(INPUT MATERIAL Opens)

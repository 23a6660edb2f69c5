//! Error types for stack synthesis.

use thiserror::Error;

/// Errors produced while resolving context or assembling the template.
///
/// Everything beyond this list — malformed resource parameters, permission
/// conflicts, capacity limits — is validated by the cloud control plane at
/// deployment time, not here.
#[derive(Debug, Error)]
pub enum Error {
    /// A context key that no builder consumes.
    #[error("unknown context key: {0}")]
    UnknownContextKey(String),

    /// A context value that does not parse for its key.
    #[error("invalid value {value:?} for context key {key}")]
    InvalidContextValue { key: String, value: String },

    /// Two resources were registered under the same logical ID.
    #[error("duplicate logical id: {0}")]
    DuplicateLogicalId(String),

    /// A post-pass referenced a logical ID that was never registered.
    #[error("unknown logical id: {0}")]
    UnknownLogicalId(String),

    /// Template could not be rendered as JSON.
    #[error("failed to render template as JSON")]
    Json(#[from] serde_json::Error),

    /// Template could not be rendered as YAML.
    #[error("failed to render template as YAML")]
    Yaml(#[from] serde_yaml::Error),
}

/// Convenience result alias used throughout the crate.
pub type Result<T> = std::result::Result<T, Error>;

(INPUT MATERIAL Closes)
(INPUT MATERIAL Opens)

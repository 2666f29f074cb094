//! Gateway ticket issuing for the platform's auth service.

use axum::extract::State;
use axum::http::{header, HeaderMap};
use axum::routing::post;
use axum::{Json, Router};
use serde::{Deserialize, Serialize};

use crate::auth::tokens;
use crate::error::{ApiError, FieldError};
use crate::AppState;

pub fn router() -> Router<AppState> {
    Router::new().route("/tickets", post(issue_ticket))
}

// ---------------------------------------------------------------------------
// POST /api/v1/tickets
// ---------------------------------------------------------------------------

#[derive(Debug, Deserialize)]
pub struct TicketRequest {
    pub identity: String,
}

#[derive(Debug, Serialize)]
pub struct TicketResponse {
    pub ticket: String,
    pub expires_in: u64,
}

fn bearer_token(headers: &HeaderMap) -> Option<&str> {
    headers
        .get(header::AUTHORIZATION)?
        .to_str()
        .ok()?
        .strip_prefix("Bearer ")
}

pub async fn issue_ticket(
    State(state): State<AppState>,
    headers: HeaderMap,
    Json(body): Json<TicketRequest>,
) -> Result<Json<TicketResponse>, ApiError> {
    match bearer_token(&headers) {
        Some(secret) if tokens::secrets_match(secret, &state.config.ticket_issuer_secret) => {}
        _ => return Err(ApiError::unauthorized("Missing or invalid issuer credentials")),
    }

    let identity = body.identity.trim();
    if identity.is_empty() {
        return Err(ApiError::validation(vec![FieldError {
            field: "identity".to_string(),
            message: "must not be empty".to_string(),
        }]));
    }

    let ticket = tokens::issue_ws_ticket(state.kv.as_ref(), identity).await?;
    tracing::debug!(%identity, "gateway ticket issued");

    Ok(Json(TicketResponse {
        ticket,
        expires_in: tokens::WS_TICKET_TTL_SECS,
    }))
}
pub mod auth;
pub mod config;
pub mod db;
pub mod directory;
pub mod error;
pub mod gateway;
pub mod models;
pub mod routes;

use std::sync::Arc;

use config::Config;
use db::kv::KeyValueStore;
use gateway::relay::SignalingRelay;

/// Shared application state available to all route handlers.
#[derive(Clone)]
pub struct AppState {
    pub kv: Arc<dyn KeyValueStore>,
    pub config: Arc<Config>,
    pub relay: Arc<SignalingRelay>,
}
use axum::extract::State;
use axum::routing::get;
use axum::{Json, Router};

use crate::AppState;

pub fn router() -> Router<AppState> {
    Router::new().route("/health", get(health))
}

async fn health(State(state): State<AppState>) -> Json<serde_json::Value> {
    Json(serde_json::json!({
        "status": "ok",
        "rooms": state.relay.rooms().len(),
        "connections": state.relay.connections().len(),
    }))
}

(INPUT MATERIAL Closes)

WHAT IS EXPECTED:
From the data above, copy each line where the string "HeaderMap" appears.

RESULT OF THE TASK:
use axum::http::{header, HeaderMap};
fn bearer_token(headers: &HeaderMap) -> Option<&str> {
    headers: HeaderMap,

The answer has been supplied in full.